9 thoughts on ““Nylon”-Digesting Bacteria are Almost Certainly Not a Modern Strain”

  1. Hello Dr.Jay! How are you today? I liked your recent article. I says to us that some “new” traits found in an organism isn’t so new at all, and the best thing to do is search better and(try) not to be biased. (Even though I think EVERYBODY has bias)

    God Enlighten you all!

  2. Rationes seminales! The unfolding potentialities of “intelligent seeds” at their given time.

    Beautiful concept for reconciling the idea that all life was created in the beginning but also that all life is capable of change.

    Thanks for the great post… These digestors come up often in NeoDarwinian apologetics… Which reminds me I need to finish my “Little Locksmiths” analogy. : )

  3. What’s the correct scientific term to use when discussing subjects like this? Do we say it evolved, selected, or adapted to it’s environment in order to eat nylon? This might be a little off-topic, but how much of science should we be skeptical of? For example, the gold origin story goes that a star exploded… and bam, gold! The general scientific consensus is that everything comes from an exploding star. People claim that humans are made out of star dust. Is there any way to prove or disprove that?

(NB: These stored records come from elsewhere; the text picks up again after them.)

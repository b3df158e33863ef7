// Rule definition
//
// A rule combines a trigger, a target selection and an action. Rules are
// persisted and exported as JSON objects with camelCase field names:
//
//   { "id": "rule_1700000000000_k3j9x0a1b", "name": "Work mode",
//     "tags": ["work"], "targetType": "group", "targetIds": ["Dev tools"],
//     "action": "enable", "trigger": {"type": "time", "time": "09:00",
//     "days": [1,2,3,4,5]}, "enabled": true }

use serde::{Deserialize, Serialize};

use crate::rule_metadata::{RuleAction, RuleId, TargetType};
use crate::trigger::{Trigger, TriggerKind};

fn default_enabled() -> bool {
    true
}

/// A user defined automation directive
#[derive(Debug, Clone, PartialEq, Eq, Serialize, Deserialize)]
#[serde(rename_all = "camelCase")]
pub struct Rule {
    /// Immutable identifier
    pub id: RuleId,
    /// Display name, unique ignoring case
    pub name: String,
    /// Free-form labels
    #[serde(default)]
    pub tags: Vec<String>,
    /// Kind of entity addressed by `target_ids`
    #[serde(default)]
    pub target_type: TargetType,
    /// Extension ids, a single profile id, or group names
    #[serde(default)]
    pub target_ids: Vec<String>,
    pub action: RuleAction,
    pub trigger: Trigger,
    /// Disabled rules are kept and editable but never fire
    #[serde(default = "default_enabled")]
    pub enabled: bool,
}

/// Editable contents of a rule, as submitted from the rule form.
///
/// Everything except identity and enabled state.
#[derive(Debug, Clone, PartialEq, Eq, Serialize, Deserialize)]
#[serde(rename_all = "camelCase")]
pub struct RuleDraft {
    pub name: String,
    #[serde(default)]
    pub tags: Vec<String>,
    pub target_type: TargetType,
    #[serde(default)]
    pub target_ids: Vec<String>,
    pub action: RuleAction,
    pub trigger: Trigger,
}

impl RuleDraft {
    pub fn new(
        name: impl Into<String>,
        target_type: TargetType,
        target_ids: impl IntoIterator<Item = impl Into<String>>,
        action: RuleAction,
        trigger: Trigger,
    ) -> Self {
        Self {
            name: name.into(),
            tags: Vec::new(),
            target_type,
            target_ids: target_ids.into_iter().map(Into::into).collect(),
            action,
            trigger,
        }
    }

    pub fn with_tags(mut self, tags: impl IntoIterator<Item = impl Into<String>>) -> Self {
        self.tags = tags.into_iter().map(Into::into).collect();
        self
    }
}

impl Rule {
    /// Create a new enabled rule with a freshly generated id
    pub fn create(draft: RuleDraft) -> Self {
        Self::with_id(RuleId::generate(), draft)
    }

    /// Create an enabled rule with a caller supplied id. Name and trigger
    /// are stored in canonical form.
    pub fn with_id(id: RuleId, draft: RuleDraft) -> Self {
        Self {
            id,
            name: draft.name.trim().to_string(),
            tags: clean_tags(draft.tags),
            target_type: draft.target_type,
            target_ids: draft.target_ids,
            action: draft.action,
            trigger: draft.trigger.normalized(),
            enabled: true,
        }
    }

    /// Copy of this rule with the draft's contents. Id and enabled state
    /// are preserved.
    pub fn edited(&self, draft: RuleDraft) -> Self {
        let mut rule = Self::with_id(self.id.clone(), draft);
        rule.enabled = self.enabled;
        rule
    }

    pub fn with_enabled(mut self, enabled: bool) -> Self {
        self.enabled = enabled;
        self
    }

    pub fn trigger_kind(&self) -> TriggerKind {
        self.trigger.kind()
    }

    /// Target ids shared with another rule, in this rule's order
    pub fn shared_targets(&self, other: &Rule) -> Vec<String> {
        self.target_ids
            .iter()
            .filter(|id| other.target_ids.contains(id))
            .cloned()
            .collect()
    }

    /// Editable contents of this rule
    pub fn to_draft(&self) -> RuleDraft {
        RuleDraft {
            name: self.name.clone(),
            tags: self.tags.clone(),
            target_type: self.target_type,
            target_ids: self.target_ids.clone(),
            action: self.action,
            trigger: self.trigger.clone(),
        }
    }
}

fn clean_tags(tags: Vec<String>) -> Vec<String> {
    tags.into_iter()
        .map(|t| t.trim().to_string())
        .filter(|t| !t.is_empty())
        .collect()
}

    1. I don’t think we know the “correct” scientific term for this process, because we don’t really know what happened. When we didn’t know anything, people said the bacteria “evolved” the ability to eat nylon. Generally, the word “evolve” is inserted anywhere evolutionists don’t know what happened. Now that we know the genes for nylon digestion aren’t novel, we could say that the bacteria with those genes were simply “selected” when nylon was present in abundance. We could also posit that the original genes weren’t very efficient at digesting nylon, because they were being used to digest other things that are similar. Then, when nylon became present, some mutations in some bacteria (perhaps random, perhaps adaptive) occurred, and selection preserved the genes that were more efficient for those bacteria. If that was the case, then adaptation might be a better word. The point is, we don’t know. All we know for sure is that, unlike evolutionists originally hoped, the genes aren’t novel.

      We should be skeptical of all science. As Noble Laureate Dr. George Wald said, “Science goes from question to question; big questions, and little, tentative answers. The questions as they age grow ever broader, the answers are seen to be more limited.” This is why science cannot prove anything. Science is very, very tentative in all its conclusion. So the proper question isn’t, “Can you prove it.” That question can be asked only of mathematicians and philosophers. The proper question is, “Is there evidence to support it.” For the nonsense that humans are made of stardust, there is very little evidence for it and a lot of evidence against it.

      1. Will you do a humans / stardust post! Seems like it’s one that’s cropping up on social media again.

        1. I’m with John D. I’d like to read a response against the idea (it doesn’t have to be an entire article). According to Space.com, they found molecules that’s essential for life in the Milky Way galaxy…basically the building blocks for life: carbon, hydrogen, nitrogen, oxygen, phosphorus, and sulfur, all have been found in huge sample of stars.

        2. It’s common to claim that the “basic building blocks of life” have been found, but that’s just not true. Carbon, hydrogen, etc. are not the basic building blocks of life. They are the basic building blocks of organic molecules, many of which have nothing to do with life at all. Proteins, lipids, carbohydrates, and nucleic acids are the basic building blocks of life, and with the exception of a very simple carbohydrate (glycolaldehyde), none of them have been found in space.

  4. I think the main problem with the humans-stardust idea (from a scientific point of view) is that it is based on selective evidence. Of course there are particles in space that are also found in human bodies (the Periodic Table of Elements is universal, after all). And elements from space may enter earth’s atmosphere and be consumed by us… But, where have we seen DNA get produced from the elements in a star? There is simply not a known way for stardust to turn into a living cell.